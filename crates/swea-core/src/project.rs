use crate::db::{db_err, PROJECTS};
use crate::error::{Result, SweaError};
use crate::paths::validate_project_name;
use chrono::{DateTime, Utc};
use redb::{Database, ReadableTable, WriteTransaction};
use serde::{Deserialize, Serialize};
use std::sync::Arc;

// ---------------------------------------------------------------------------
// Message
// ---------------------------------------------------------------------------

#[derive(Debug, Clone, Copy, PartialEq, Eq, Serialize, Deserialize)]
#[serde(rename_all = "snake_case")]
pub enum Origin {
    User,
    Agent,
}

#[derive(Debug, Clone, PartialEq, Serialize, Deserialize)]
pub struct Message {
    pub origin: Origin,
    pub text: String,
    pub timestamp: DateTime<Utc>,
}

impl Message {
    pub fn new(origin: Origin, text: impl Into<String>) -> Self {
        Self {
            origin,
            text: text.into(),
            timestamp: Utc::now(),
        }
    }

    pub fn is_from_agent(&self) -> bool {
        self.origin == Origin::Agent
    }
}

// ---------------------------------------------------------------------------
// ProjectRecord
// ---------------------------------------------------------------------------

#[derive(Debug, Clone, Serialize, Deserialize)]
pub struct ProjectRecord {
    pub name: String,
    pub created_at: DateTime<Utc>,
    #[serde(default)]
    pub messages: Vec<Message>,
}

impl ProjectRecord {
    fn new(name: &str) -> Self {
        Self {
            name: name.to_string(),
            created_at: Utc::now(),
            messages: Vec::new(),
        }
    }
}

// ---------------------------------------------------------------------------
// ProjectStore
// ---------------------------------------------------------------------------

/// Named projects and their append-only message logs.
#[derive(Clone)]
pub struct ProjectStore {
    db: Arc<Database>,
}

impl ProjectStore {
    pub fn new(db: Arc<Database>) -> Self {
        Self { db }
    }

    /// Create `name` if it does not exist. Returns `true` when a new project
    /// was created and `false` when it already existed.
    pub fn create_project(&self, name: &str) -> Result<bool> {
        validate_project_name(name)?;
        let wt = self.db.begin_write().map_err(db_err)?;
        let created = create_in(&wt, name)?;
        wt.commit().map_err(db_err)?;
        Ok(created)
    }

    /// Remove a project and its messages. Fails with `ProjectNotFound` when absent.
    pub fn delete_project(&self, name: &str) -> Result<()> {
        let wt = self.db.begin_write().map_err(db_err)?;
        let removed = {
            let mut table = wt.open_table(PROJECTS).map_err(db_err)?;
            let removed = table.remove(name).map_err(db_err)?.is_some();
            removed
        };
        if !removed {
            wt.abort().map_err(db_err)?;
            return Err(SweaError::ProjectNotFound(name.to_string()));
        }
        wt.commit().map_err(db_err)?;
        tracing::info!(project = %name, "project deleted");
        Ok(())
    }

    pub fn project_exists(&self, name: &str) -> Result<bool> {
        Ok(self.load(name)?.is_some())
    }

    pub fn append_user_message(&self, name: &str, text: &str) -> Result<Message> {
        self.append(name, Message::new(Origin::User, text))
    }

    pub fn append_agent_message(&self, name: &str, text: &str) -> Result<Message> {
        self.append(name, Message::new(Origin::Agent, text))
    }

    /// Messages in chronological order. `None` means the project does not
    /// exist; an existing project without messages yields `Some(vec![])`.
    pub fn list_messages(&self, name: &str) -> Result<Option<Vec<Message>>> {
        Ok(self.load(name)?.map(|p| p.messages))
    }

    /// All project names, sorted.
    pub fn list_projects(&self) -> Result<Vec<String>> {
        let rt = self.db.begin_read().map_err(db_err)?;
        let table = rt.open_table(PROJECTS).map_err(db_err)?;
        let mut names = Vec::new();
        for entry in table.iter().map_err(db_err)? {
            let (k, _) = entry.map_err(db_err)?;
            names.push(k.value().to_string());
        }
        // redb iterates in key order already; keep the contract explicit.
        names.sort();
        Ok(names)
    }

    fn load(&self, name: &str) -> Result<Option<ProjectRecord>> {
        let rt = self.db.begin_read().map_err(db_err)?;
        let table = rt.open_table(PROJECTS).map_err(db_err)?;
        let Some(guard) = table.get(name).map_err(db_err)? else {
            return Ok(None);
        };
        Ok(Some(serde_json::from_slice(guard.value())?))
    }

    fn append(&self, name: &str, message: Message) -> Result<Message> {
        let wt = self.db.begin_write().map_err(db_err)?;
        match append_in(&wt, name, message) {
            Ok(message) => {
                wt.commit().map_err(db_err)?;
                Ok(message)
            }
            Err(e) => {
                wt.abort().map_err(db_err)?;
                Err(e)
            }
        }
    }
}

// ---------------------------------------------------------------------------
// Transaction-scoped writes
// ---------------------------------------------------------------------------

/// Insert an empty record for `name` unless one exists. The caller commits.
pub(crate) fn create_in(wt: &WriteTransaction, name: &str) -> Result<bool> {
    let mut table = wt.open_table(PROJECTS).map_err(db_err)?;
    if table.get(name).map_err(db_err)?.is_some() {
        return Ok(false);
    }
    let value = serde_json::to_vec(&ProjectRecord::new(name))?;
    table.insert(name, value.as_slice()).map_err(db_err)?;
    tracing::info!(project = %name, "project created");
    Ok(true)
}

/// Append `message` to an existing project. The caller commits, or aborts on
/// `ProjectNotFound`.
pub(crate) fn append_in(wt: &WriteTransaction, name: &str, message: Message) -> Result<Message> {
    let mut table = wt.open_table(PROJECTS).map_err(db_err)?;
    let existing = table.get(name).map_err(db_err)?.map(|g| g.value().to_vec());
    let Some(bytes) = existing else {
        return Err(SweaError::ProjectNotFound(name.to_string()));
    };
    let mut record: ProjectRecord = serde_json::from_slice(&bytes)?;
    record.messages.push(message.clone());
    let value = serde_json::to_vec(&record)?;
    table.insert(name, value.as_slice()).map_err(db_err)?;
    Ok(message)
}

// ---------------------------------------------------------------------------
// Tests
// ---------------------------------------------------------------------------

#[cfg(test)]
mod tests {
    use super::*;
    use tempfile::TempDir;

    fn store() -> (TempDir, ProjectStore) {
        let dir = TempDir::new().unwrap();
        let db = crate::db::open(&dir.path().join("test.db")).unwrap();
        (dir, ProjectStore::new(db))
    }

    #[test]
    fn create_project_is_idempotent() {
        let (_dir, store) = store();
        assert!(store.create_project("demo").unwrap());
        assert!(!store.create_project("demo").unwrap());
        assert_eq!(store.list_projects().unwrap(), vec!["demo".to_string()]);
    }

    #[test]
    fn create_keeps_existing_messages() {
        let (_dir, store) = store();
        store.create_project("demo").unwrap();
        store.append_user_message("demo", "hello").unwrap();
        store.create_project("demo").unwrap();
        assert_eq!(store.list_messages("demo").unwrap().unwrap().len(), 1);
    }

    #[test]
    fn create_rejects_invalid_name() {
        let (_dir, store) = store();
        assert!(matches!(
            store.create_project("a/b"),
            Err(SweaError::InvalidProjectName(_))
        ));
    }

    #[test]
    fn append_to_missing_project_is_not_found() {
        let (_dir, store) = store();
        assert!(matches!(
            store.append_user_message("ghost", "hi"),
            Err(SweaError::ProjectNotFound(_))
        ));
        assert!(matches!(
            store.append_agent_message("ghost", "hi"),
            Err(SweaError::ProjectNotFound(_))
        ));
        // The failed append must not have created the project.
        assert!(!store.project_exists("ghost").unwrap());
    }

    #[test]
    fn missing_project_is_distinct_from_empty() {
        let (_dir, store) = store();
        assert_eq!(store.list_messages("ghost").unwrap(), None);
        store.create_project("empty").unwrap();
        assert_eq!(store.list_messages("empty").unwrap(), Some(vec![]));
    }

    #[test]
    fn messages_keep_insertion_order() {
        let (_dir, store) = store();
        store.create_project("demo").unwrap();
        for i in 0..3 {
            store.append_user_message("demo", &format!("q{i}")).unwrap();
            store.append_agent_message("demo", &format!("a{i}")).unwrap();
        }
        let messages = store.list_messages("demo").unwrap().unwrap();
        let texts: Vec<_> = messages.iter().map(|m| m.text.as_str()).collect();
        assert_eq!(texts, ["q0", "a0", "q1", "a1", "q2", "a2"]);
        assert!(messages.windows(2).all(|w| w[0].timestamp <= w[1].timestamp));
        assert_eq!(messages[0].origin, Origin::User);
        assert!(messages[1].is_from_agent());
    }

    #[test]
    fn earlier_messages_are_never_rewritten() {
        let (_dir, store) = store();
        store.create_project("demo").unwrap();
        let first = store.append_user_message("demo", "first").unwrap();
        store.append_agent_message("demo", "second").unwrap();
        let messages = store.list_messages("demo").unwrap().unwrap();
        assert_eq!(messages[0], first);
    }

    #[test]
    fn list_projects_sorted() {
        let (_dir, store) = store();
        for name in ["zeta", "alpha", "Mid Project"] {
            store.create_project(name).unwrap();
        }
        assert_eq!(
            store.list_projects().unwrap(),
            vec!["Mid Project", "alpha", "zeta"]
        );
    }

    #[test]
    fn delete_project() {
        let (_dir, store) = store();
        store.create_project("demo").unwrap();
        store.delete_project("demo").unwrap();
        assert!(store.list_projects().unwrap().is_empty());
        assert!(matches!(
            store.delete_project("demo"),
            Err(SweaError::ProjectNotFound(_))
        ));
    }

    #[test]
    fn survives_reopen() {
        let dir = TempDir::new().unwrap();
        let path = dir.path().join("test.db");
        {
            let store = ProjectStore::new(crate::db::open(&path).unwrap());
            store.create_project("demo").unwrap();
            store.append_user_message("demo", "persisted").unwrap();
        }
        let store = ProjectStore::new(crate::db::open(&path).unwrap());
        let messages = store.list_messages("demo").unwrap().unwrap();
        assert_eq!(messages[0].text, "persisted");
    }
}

...

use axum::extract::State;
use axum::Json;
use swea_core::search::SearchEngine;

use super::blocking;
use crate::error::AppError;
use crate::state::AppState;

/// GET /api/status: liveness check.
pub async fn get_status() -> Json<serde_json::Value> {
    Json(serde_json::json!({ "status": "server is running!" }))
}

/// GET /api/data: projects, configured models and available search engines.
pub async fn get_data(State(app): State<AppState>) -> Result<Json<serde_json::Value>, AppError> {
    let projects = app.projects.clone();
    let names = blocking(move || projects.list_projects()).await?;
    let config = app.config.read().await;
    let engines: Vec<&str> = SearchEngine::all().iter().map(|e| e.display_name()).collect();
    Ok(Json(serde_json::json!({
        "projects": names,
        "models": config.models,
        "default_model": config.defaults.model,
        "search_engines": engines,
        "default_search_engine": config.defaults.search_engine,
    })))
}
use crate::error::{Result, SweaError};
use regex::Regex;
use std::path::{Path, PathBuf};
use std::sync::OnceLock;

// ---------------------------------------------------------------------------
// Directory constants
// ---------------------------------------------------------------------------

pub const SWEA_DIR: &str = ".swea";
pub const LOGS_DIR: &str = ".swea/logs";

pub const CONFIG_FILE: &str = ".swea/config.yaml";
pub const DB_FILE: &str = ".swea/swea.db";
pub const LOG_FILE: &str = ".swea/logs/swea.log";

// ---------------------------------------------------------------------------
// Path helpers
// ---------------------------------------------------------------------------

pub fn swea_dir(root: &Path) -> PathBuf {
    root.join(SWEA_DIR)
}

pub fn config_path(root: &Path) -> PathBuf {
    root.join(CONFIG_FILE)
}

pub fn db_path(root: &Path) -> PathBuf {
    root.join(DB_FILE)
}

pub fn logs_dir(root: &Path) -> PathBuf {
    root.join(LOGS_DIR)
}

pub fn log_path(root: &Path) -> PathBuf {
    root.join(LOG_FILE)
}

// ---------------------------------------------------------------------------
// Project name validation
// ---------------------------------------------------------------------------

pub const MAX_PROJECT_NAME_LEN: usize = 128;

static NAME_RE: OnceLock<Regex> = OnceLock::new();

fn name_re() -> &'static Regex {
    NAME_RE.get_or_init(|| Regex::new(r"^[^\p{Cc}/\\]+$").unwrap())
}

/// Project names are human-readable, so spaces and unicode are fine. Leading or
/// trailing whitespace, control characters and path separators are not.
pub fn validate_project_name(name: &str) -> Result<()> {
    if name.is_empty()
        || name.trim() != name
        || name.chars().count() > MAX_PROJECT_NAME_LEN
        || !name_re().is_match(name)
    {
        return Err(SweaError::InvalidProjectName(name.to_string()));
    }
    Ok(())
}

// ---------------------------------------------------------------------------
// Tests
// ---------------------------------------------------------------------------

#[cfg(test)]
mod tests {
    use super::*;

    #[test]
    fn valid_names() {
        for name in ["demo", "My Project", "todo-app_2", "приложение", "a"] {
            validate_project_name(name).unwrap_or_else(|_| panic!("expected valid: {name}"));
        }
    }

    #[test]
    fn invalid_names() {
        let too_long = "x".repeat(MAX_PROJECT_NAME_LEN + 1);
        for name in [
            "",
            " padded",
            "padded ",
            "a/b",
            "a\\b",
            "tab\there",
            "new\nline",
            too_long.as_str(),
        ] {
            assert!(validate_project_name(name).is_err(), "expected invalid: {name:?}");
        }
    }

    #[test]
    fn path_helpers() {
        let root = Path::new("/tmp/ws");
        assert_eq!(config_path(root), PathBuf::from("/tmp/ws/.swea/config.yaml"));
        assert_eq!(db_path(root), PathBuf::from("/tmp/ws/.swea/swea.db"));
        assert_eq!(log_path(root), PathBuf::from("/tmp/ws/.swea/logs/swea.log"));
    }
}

» **WHAT IS NEEDED**
Give only the lines from the one holding "filename crates/swea-core/src/project.rs" through the one holding "it already existed.", each restated exactly as it appears above.

» **EXPECTED OUTPUT**
filename crates/swea-core/src/project.rs
use crate::db::{db_err, PROJECTS};
use crate::error::{Result, SweaError};
use crate::paths::validate_project_name;
use chrono::{DateTime, Utc};
use redb::{Database, ReadableTable, WriteTransaction};
use serde::{Deserialize, Serialize};
use std::sync::Arc;

// ---------------------------------------------------------------------------
// Message
// ---------------------------------------------------------------------------

#[derive(Debug, Clone, Copy, PartialEq, Eq, Serialize, Deserialize)]
#[serde(rename_all = "snake_case")]
pub enum Origin {
    User,
    Agent,
}

#[derive(Debug, Clone, PartialEq, Serialize, Deserialize)]
pub struct Message {
    pub origin: Origin,
    pub text: String,
    pub timestamp: DateTime<Utc>,
}

impl Message {
    pub fn new(origin: Origin, text: impl Into<String>) -> Self {
        Self {
            origin,
            text: text.into(),
            timestamp: Utc::now(),
        }
    }

    pub fn is_from_agent(&self) -> bool {
        self.origin == Origin::Agent
    }
}

// ---------------------------------------------------------------------------
// ProjectRecord
// ---------------------------------------------------------------------------

#[derive(Debug, Clone, Serialize, Deserialize)]
pub struct ProjectRecord {
    pub name: String,
    pub created_at: DateTime<Utc>,
    #[serde(default)]
    pub messages: Vec<Message>,
}

impl ProjectRecord {
    fn new(name: &str) -> Self {
        Self {
            name: name.to_string(),
            created_at: Utc::now(),
            messages: Vec::new(),
        }
    }
}

// ---------------------------------------------------------------------------
// ProjectStore
// ---------------------------------------------------------------------------

/// Named projects and their append-only message logs.
#[derive(Clone)]
pub struct ProjectStore {
    db: Arc<Database>,
}

impl ProjectStore {
    pub fn new(db: Arc<Database>) -> Self {
        Self { db }
    }

    /// Create `name` if it does not exist. Returns `true` when a new project
    /// was created and `false` when it already existed.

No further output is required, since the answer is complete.